00:14 Python’s standard library includes a unittest framework, and within that framework, the mock module is there to help you dynamically replace code, and just why would you do that?

00:24 Well, to make your tests deterministic. When dealing with code that uses random number generators, dates, or resource-hungry things like network connections, you can use mock to fake out that behavior and force an expected result to test against. The Mock and MagicMock objects dynamically create methods on themselves when you invoke them.

00:44 So any method you call exists. A MagicMock is a subclass of Mock that also implements magic (or dunder) methods like __len__().

00:54 By default, Mock() returns a new instance of the parent object, but you can control this by setting the .return_value attribute on a method to return something specific.

01:06 Or instead, you can set the .side_effect method to cause an exception to happen, to iterate over a set of returnables, or to trigger a side-effect function that determines the result.

01:18 The patch() mechanism, which can be used as a decorator or a context manager, helps you dynamically replace a module, object, or function in your code with a MagicMock object.

01:28 You specify what to mock by providing a string that says what to replace. The trick is to remember that you’re specifying the item relative to the spot it is being replaced, which is almost always the module where it’s being used, not in the test code itself.

01:46 To avoid typos invoking an unwanted method on a Mock object, you can provide a specification to restrict what methods get faked out. Anything not in the spec will throw an error.

01:59 Testing is a pretty broad subject, and there are lots of tools out there to help you along. Some programmers feel like the standard library’s unit test is too verbose.

02:08 It takes too much typing and a lot of boilerplate. A popular alternative is the pytest library, which is a third-party library that uses decorated functions to mean less testing code.

02:20 This next tool isn’t testing-specific, but if you’re mucking around with dates a lot, Delorean is one of my favorite libraries. It’s named after the car used as a time machine in the Back to the Future movies, and has intuitive methods for mucking around with dates, including things like moving between time zones and calls such as last Tuesday.

02:40 This last one is one of mine. Waelstow is a small library with functions to help you write tests. I mentioned it in one of the lessons because it includes a function for discovering tests that allows you to only type in part of a test’s name.

02:53 There are also tools in there for capturing output, annotating exceptions with more information, and a context manager that temporarily stores the contents of a directory in case your tests muck around with it.

03:06 There’s always more content for you at Real Python. For example, if you’d like to learn more about the popular alternative testing library that I mentioned before, here’s a course and tutorial on pytest.

03:18 Instead of specifying your tests in a separate script, you can include them in your pydoc blocks. This tutorial shows you how and why you might do that.
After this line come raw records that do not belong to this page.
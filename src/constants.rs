//! On-wire QAP1 protocol constants.
//!
//! See <https://github.com/s-u/Rserve/blob/master/src/Rsrv.h> for the
//! authoritative list these are transcribed from.

use bitflags::bitflags;
use num_enum::{IntoPrimitive, TryFromPrimitive};

/// First four bytes of the 32-byte handshake banner.
pub const HANDSHAKE_BANNER: &[u8; 4] = b"Rsrv";

/// Ack word indicating success; anything else is an error ack.
pub const RESP_OK: u32 = 0x01_0001;

/// Outer (message-body) data-type tags.
#[derive(IntoPrimitive, TryFromPrimitive, Debug, Copy, Clone, PartialEq, Eq)]
#[repr(u8)]
pub enum DtType {
    /// A NUL-terminated string.
    String = 4,
    /// A nested SEXP item.
    Sexp = 10,
}

/// Outbound commands.
#[derive(IntoPrimitive, TryFromPrimitive, Debug, Copy, Clone, PartialEq, Eq)]
#[repr(u32)]
pub enum Command {
    /// Evaluate an expression and return the result.
    Eval = 0x003,
    /// Evaluate an expression, discarding the result.
    EvalVoid = 0x002,
    /// Assign a SEXP value to a variable in the server's workspace.
    SetVariable = 0x020,
}

/// Expression-type tags carried in the low 6 bits of a SEXP header's type byte.
#[derive(IntoPrimitive, TryFromPrimitive, Debug, Copy, Clone, PartialEq, Eq)]
#[repr(u8)]
pub enum XtTag {
    /// `Sexp::Null`.
    Null = 0,
    /// Single string, also used for symbol names on receive.
    Str = 3,
    /// Symbol name (`Sexp::SymName` on receive, emitted as `Str` on send).
    SymName = 5,
    /// Tagged list/lang pair sequence, no tags (`Sexp::Vector`-shaped).
    ListNoTag = 6,
    /// Tagged list/lang pair sequence, with tags (`Sexp::ListTag`).
    ListTag = 7,
    /// Untagged "lang" pairwise sequence (treated like `ListNoTag` on receive).
    LangNoTag = 8,
    /// Tagged "lang" pairwise sequence (treated like `ListTag` on receive).
    LangTag = 9,
    /// An R closure; passed through as an opaque blob.
    Clos = 17,
    /// Ordered sequence of heterogeneous SEXPs.
    Vector = 16,
    /// Ordered sequence of heterogeneous SEXPs (expression-vector variant).
    VectorExp = 26,
    /// Array of 32-bit signed integers, NA-aware.
    ArrayInt = 32,
    /// Array of doubles, NA/Inf/NaN-aware.
    ArrayDouble = 33,
    /// Array of NUL-terminated, 0x01-padded strings.
    ArrayStr = 34,
    /// Array of booleans with a 3-valued NA encoding.
    ArrayBool = 36,
}

bitflags! {
    /// The two modifier bits packed into a SEXP header's type byte alongside
    /// the base `XtTag` value (the low 6 bits).
    pub struct SexpFlags: u8 {
        /// An attribute SEXP precedes the payload.
        const HAS_ATTR = 0x80;
        /// The length is extended by a trailing word.
        const LARGE = 0x40;
    }
}

/// Bit in a SEXP header's type byte: an attribute SEXP precedes the payload.
pub const XT_HAS_ATTR: u8 = SexpFlags::HAS_ATTR.bits;
/// Bit in a SEXP header's type byte: the length is extended by a trailing word.
pub const XT_LARGE: u8 = SexpFlags::LARGE.bits;
/// Mask isolating the base `XtTag` value from the modifier bits above.
pub const XT_BASE_MASK: u8 = 0x3f;

/// NA sentinel for `Sexp::ArrayInt` elements (`INT_MIN`).
pub const NA_INTEGER: i32 = i32::MIN;

/// `(sign, exponent, mantissa)` used to recognise/produce the NA double on the
/// wire. Exponent all-ones with this exact mantissa is NA; exponent all-ones
/// with mantissa zero is +-Inf; anything else with exponent all-ones is NaN.
pub const NA_DOUBLE_MANTISSA: u64 = 0x7a2;

/// Byte used for a single NA element inside an `XT_ARRAY_STR` payload.
pub const NA_STRING_BYTE: u8 = 0xff;

/// Byte used to pad `XT_ARRAY_STR`/`XT_ARRAY_BOOL` payloads to a 4-byte
/// boundary.
pub const PAD_BYTE: u8 = 0x01;

/// `XT_ARRAY_BOOL` element encodings.
pub const BOOL_FALSE: u8 = 0;
/// `XT_ARRAY_BOOL` element encodings.
pub const BOOL_TRUE: u8 = 1;
/// Canonical NA sentinel produced on send.
pub const BOOL_NA: u8 = 2;
/// Alternate NA sentinel accepted on receive only (never produced on send).
pub const BOOL_NA_ALT: u8 = 3;

/// Largest payload length the short (24-bit) header form can carry.
pub const MAX_SHORT_LENGTH: usize = (1 << 24) - 1;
03:28 Of course, you can’t code nowadays without someone suggesting a machine can help you, so why not learn how to use ChatGPT to help you write Python tests.
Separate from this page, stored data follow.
//! The typed in-memory representation of an R value carried over the wire.

/// A value that is either present or the distinguished R "not available"
/// marker. NA is first-class and distinct from any present value, including
/// the zero/empty value of its type.
#[derive(Debug, Clone, PartialEq)]
pub enum Na<T> {
    /// A present value.
    Some(T),
    /// The R `NA` marker.
    NA,
}

impl<T> Na<T> {
    /// True if this is the NA marker.
    pub fn is_na(&self) -> bool {
        matches!(self, Na::NA)
    }

    /// The present value, if any.
    pub fn as_option(&self) -> Option<&T> {
        match self {
            Na::Some(v) => Some(v),
            Na::NA => None,
        }
    }

    /// Apply `f` to a present value, passing `NA` through unchanged.
    pub fn map<U>(self, f: impl FnOnce(T) -> U) -> Na<U> {
        match self {
            Na::Some(v) => Na::Some(f(v)),
            Na::NA => Na::NA,
        }
    }
}

/// A double that may be a present finite value, NA, or one of the two
/// infinities. (A present NaN is also representable; it round-trips as NaN,
/// distinct from NA.)
#[derive(Debug, Clone, Copy, PartialEq)]
pub enum RDouble {
    /// An ordinary finite or NaN value.
    Value(f64),
    /// The R `NA` marker.
    NA,
    /// Positive infinity.
    PosInf,
    /// Negative infinity.
    NegInf,
}

/// A tagged R value, as decoded from or destined for the wire.
#[derive(Debug, Clone, PartialEq)]
pub enum Sexp {
    /// `XT_NULL`.
    Null,
    /// A single string (UTF-8 bytes, no terminator in memory).
    Str(String),
    /// An ordered sequence of strings, each possibly NA.
    ArrayStr(Vec<Na<String>>),
    /// An ordered sequence of 32-bit integers, each possibly NA.
    ArrayInt(Vec<Na<i32>>),
    /// An ordered sequence of doubles, each possibly NA/Inf/NaN.
    ArrayDouble(Vec<RDouble>),
    /// An ordered sequence of booleans, each possibly NA.
    ArrayBool(Vec<Na<bool>>),
    /// An ordered, heterogeneous sequence of SEXPs.
    Vector(Vec<Sexp>),
    /// An ordered sequence of `(key, value)` pairs. Key and value are
    /// themselves arbitrary SEXPs (the key is typically a `SymName`).
    ListTag(Vec<(Sexp, Sexp)>),
    /// A symbol name.
    SymName(String),
    /// An opaque R closure, passed through uninterpreted.
    Closure(Vec<u8>),
    /// A type byte this codec does not interpret, with its raw payload.
    Unimplemented(u8, Vec<u8>),
    /// A value with an attached attribute SEXP (commonly a tagged list of
    /// `names`/`row.names`/`class`, giving the inner value structure such as
    /// "data frame").
    HasAttr(Box<Sexp>, Box<Sexp>),
}

/// The wire type a sendable SEXP will be serialised as — the `type` argument
/// spec §4.3/§6.2 gives `SetVariable(name, type, value)`. A caller states the
/// tag it intends to send; [`SexpTag::matches`] checks it against the actual
/// shape of the value so a mismatched pair is a typed error instead of
/// silently sending whatever the value's own variant happens to be.
#[derive(Debug, Clone, Copy, PartialEq, Eq)]
pub enum SexpTag {
    /// `Sexp::Str`.
    Str,
    /// `Sexp::ArrayStr`.
    ArrayStr,
    /// `Sexp::ArrayInt`.
    ArrayInt,
    /// `Sexp::ArrayDouble`.
    ArrayDouble,
    /// `Sexp::ArrayBool`.
    ArrayBool,
    /// `Sexp::Vector`, including a `HasAttr`-wrapped one (e.g. a data frame's
    /// `HasAttr(ListTag, Vector)` shape — the attribute is a modifier, not a
    /// distinct payload type on the wire, so it's stripped before matching).
    Vector,
    /// `Sexp::ListTag`.
    ListTag,
}

impl SexpTag {
    /// Whether `value` (with any `HasAttr` wrapper stripped) has the shape
    /// this tag names.
    pub fn matches(&self, value: &Sexp) -> bool {
        let (inner, _) = value.strip_attr();
        matches!(
            (self, inner),
            (SexpTag::Str, Sexp::Str(_))
                | (SexpTag::ArrayStr, Sexp::ArrayStr(_))
                | (SexpTag::ArrayInt, Sexp::ArrayInt(_))
                | (SexpTag::ArrayDouble, Sexp::ArrayDouble(_))
                | (SexpTag::ArrayBool, Sexp::ArrayBool(_))
                | (SexpTag::Vector, Sexp::Vector(_))
                | (SexpTag::ListTag, Sexp::ListTag(_))
        )
    }
}

impl Sexp {
    /// Strip a `HasAttr` wrapper, returning the inner value and its
    /// attributes if present.
    pub fn strip_attr(&self) -> (&Sexp, Option<&Sexp>) {
        match self {
            Sexp::HasAttr(attr, inner) => (inner, Some(attr)),
            other => (other, None),
        }
    }

    /// A short name for the value's own variant, with any `HasAttr` wrapper
    /// stripped. Used only to describe a value in a [`crate::Error::TypeMismatch`].
    pub fn shape_name(&self) -> &'static str {
        match self.strip_attr().0 {
            Sexp::Null => "Null",
            Sexp::Str(_) => "Str",
            Sexp::ArrayStr(_) => "ArrayStr",
            Sexp::ArrayInt(_) => "ArrayInt",
            Sexp::ArrayDouble(_) => "ArrayDouble",
            Sexp::ArrayBool(_) => "ArrayBool",
            Sexp::Vector(_) => "Vector",
            Sexp::ListTag(_) => "ListTag",
            Sexp::SymName(_) => "SymName",
            Sexp::Closure(_) => "Closure",
            Sexp::Unimplemented(..) => "Unimplemented",
            Sexp::HasAttr(..) => unreachable!("strip_attr never returns a HasAttr"),
        }
    }
}
//! Structured error types for the QAP1 codec.

use std::fmt;
use std::io;

use crate::sexp::SexpTag;

/// Reasons a frame, decode, or encode operation can fail.
#[derive(Debug)]
pub enum Error {
    /// The underlying transport failed to read or write.
    Transport(io::Error),
    /// The 32-byte handshake banner was missing or malformed.
    BadHandshake(String),
    /// Declared item length and bytes actually consumed disagreed, or an item
    /// header was structurally impossible.
    ProtocolDesync(String),
    /// A SEXP payload would require more than 2^24 - 1 bytes; the large-length
    /// send form is not implemented.
    PayloadTooLarge {
        /// The payload length that would have been required.
        len: usize,
    },
    /// `SetVariable`'s declared `type:SexpTag` (spec §4.3/§6.2) did not match
    /// the shape of the value passed alongside it.
    TypeMismatch {
        /// The tag the caller declared.
        expected: SexpTag,
        /// A short description of the value's actual shape.
        actual: String,
    },
    /// The server replied with a non-OK ack.
    Server {
        /// The mapped error kind (see §4.4 of the protocol).
        kind: ErrorKind,
        /// Whatever bytes followed the ack on the wire, verbatim.
        tail: Vec<u8>,
    },
}

impl fmt::Display for Error {
    fn fmt(&self, f: &mut fmt::Formatter<'_>) -> fmt::Result {
        match self {
            Error::Transport(err) => write!(f, "transport error: {err}"),
            Error::BadHandshake(msg) => write!(f, "bad handshake: {msg}"),
            Error::ProtocolDesync(msg) => write!(f, "protocol desync: {msg}"),
            Error::PayloadTooLarge { len } => {
                write!(f, "payload of {len} bytes exceeds the 2^24-1 short length form")
            }
            Error::TypeMismatch { expected, actual } => {
                write!(f, "declared type {expected:?} does not match value shape {actual}")
            }
            Error::Server { kind, tail } => {
                write!(f, "server error {kind:?}: {}", String::from_utf8_lossy(tail))
            }
        }
    }
}

impl std::error::Error for Error {}

impl From<io::Error> for Error {
    fn from(err: io::Error) -> Self {
        Error::Transport(err)
    }
}

/// Result alias for codec operations.
pub type Result<T> = std::result::Result<T, Error>;

/// Named server-side error kinds, mapped from the single error byte carried in
/// a non-OK ack (see spec §4.4).
#[derive(Debug, Clone, Copy, PartialEq, Eq)]
pub enum ErrorKind {
    /// Authentication failed.
    AuthFailed,
    /// Connection is already closed/broken.
    ConnectionBroken,
    /// Unrecognised/invalid command.
    InvalidCommand,
    /// Invalid parameter(s) for the given command.
    InvalidParameters,
    /// An R-level error occurred while evaluating the request.
    RErrorOccurred,
    /// I/O error on the server side.
    IoError,
    /// A requested file is not open.
    FileNotOpen,
    /// Access to the requested resource was denied.
    AccessDenied,
    /// The command is recognised but not supported by this server.
    UnsupportedCommand,
    /// The command is entirely unknown to this server.
    UnknownCommand,
    /// Data overflowed an internal buffer.
    DataOverflow,
    /// The requested object is too big to handle.
    ObjectTooBig,
    /// The server ran out of memory.
    OutOfMemory,
    /// The control pipe to the R process was closed.
    ControlPipeClosed,
    /// The session is currently busy with another request.
    SessionBusy,
    /// The server failed to detach the session.
    UnableToDetachSession,
    /// Any code not in the table above, carrying the raw byte.
    Unknown(u8),
}

/// The sixteen documented QAP1 error codes.
mod codes {
    pub const ERR_AUTH_FAILED: u8 = 0x41;
    pub const ERR_CONN_BROKEN: u8 = 0x42;
    pub const ERR_INV_CMD: u8 = 0x43;
    pub const ERR_INV_PAR: u8 = 0x44;
    pub const ERR_R_ERROR: u8 = 0x45;
    pub const ERR_IO_ERROR: u8 = 0x46;
    pub const ERR_NOT_OPEN: u8 = 0x47;
    pub const ERR_ACCESS_DENIED: u8 = 0x48;
    pub const ERR_UNSUPPORTED_CMD: u8 = 0x49;
    pub const ERR_UNKNOWN_CMD: u8 = 0x4a;
    pub const ERR_DATA_OVERFLOW: u8 = 0x4b;
    pub const ERR_OBJECT_TOO_BIG: u8 = 0x4c;
    pub const ERR_OUT_OF_MEM: u8 = 0x4d;
    pub const ERR_CTRL_CLOSED: u8 = 0x4e;
    pub const ERR_SESSION_BUSY: u8 = 0x50;
    pub const ERR_DETACH_FAILED: u8 = 0x51;
}

impl ErrorKind {
    /// Map a raw server error byte onto a named kind. Total: every byte value
    /// maps to something, with `Unknown(code)` as the catch-all.
    pub fn from_code(code: u8) -> Self {
        use codes::*;
        match code {
            ERR_AUTH_FAILED => ErrorKind::AuthFailed,
            ERR_CONN_BROKEN => ErrorKind::ConnectionBroken,
            ERR_INV_CMD => ErrorKind::InvalidCommand,
            ERR_INV_PAR => ErrorKind::InvalidParameters,
            ERR_R_ERROR => ErrorKind::RErrorOccurred,
            ERR_IO_ERROR => ErrorKind::IoError,
            ERR_NOT_OPEN => ErrorKind::FileNotOpen,
            ERR_ACCESS_DENIED => ErrorKind::AccessDenied,
            ERR_UNSUPPORTED_CMD => ErrorKind::UnsupportedCommand,
            ERR_UNKNOWN_CMD => ErrorKind::UnknownCommand,
            ERR_DATA_OVERFLOW => ErrorKind::DataOverflow,
            ERR_OBJECT_TOO_BIG => ErrorKind::ObjectTooBig,
            ERR_OUT_OF_MEM => ErrorKind::OutOfMemory,
            ERR_CTRL_CLOSED => ErrorKind::ControlPipeClosed,
            ERR_SESSION_BUSY => ErrorKind::SessionBusy,
            ERR_DETACH_FAILED => ErrorKind::UnableToDetachSession,
            other => ErrorKind::Unknown(other),
        }
    }
}
//! `Connection<IO>`: pairs a transport with the three public operations from
//! spec §6.2 into ergonomic per-command methods.
//!
//! Grounded on the teacher's `Client<IO>` (`client.rs`): own the stream, do
//! the handshake in `new`, expose one method per command, and factor the
//! reply-unwrapping boilerplate into a private helper (`get_reply_data`/
//! `get_ack` there; [`unwrap_scalar`] here).

use std::io::{Read, Write};

use log::{debug, warn};

use crate::decode;
use crate::encode;
use crate::error::Result;
use crate::sexp::{Sexp, SexpTag};

/// An open QAP1 session: a handshaken transport plus one method per command.
/// Only one request may be outstanding at a time (spec §5); the caller must
/// serialise calls externally if sharing a connection across threads.
#[derive(Debug)]
pub struct Connection<IO> {
    stream: IO,
}

impl<IO: Read + Write> Connection<IO> {
    /// Perform the handshake over an already-open transport and return a
    /// ready-to-use connection. Opening/closing the transport itself is out
    /// of scope (spec §1) — the caller supplies an already-connected `IO`.
    pub fn connect(mut stream: IO) -> Result<Self> {
        decode::receive_handshake(&mut stream)?;
        debug!("handshake complete");
        Ok(Self { stream })
    }

    /// `Eval`: evaluate `expr` on the server and return its result.
    pub fn eval(&mut self, expr: &str) -> Result<Sexp> {
        debug!("eval: {expr}");
        encode::send_eval(&mut self.stream, false, expr)?;
        self.read_reply()
    }

    /// `EvalVoid`: evaluate `expr`, discarding whatever it returns.
    pub fn eval_void(&mut self, expr: &str) -> Result<()> {
        debug!("eval_void: {expr}");
        encode::send_eval(&mut self.stream, true, expr)?;
        self.read_reply()?;
        Ok(())
    }

    /// `SetVariable`: assign `value` to `name` in the server's workspace.
    /// `type_` is the declared `SexpTag` spec §4.3/§6.2 gives as part of the
    /// command's signature; it must match `value`'s actual shape.
    pub fn set_variable(&mut self, name: &str, type_: SexpTag, value: &Sexp) -> Result<()> {
        debug!("set_variable: {name}");
        encode::send_set_variable(&mut self.stream, name, type_, value)?;
        self.read_reply()?;
        Ok(())
    }

    fn read_reply(&mut self) -> Result<Sexp> {
        match decode::receive_reply(&mut self.stream) {
            Ok(reply) => Ok(reply.into_sexp()),
            Err(err) => {
                warn!("server reported an error: {err}");
                Err(err)
            }
        }
    }
}

/// Strip a `HasAttr` wrapper and, for a length-1 `Vector`, return the sole
/// element — the small result-unwrapping helper spec.md's purpose section
/// names but never details. Returns the attribute-stripped value as-is if it
/// isn't a length-1 `Vector`.
pub fn unwrap_scalar(sexp: &Sexp) -> &Sexp {
    let (inner, _attr) = sexp.strip_attr();
    match inner {
        Sexp::Vector(items) if items.len() == 1 => &items[0],
        other => other,
    }
}

// Re-exported so callers that need the rare multi-item path can match on it
// directly instead of going through `eval`'s always-collapsed `Sexp`.
pub use crate::decode::Reply as RawReply;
03:37 Finally, to go along with your testing skills, you might want to improve your debugging skills. There are loads of debuggers out there, but pdb is the one that comes with Python.

03:46 It’s a little old school and takes some getting used to, but it’s a powerful tool.

03:52 That’s all I have for the course. I hope you learned something new. Thanks for your attention. Oh yeah, I almost forgot: there were 127 jelly beans called Mock.

04:01 Oops. Make that 128.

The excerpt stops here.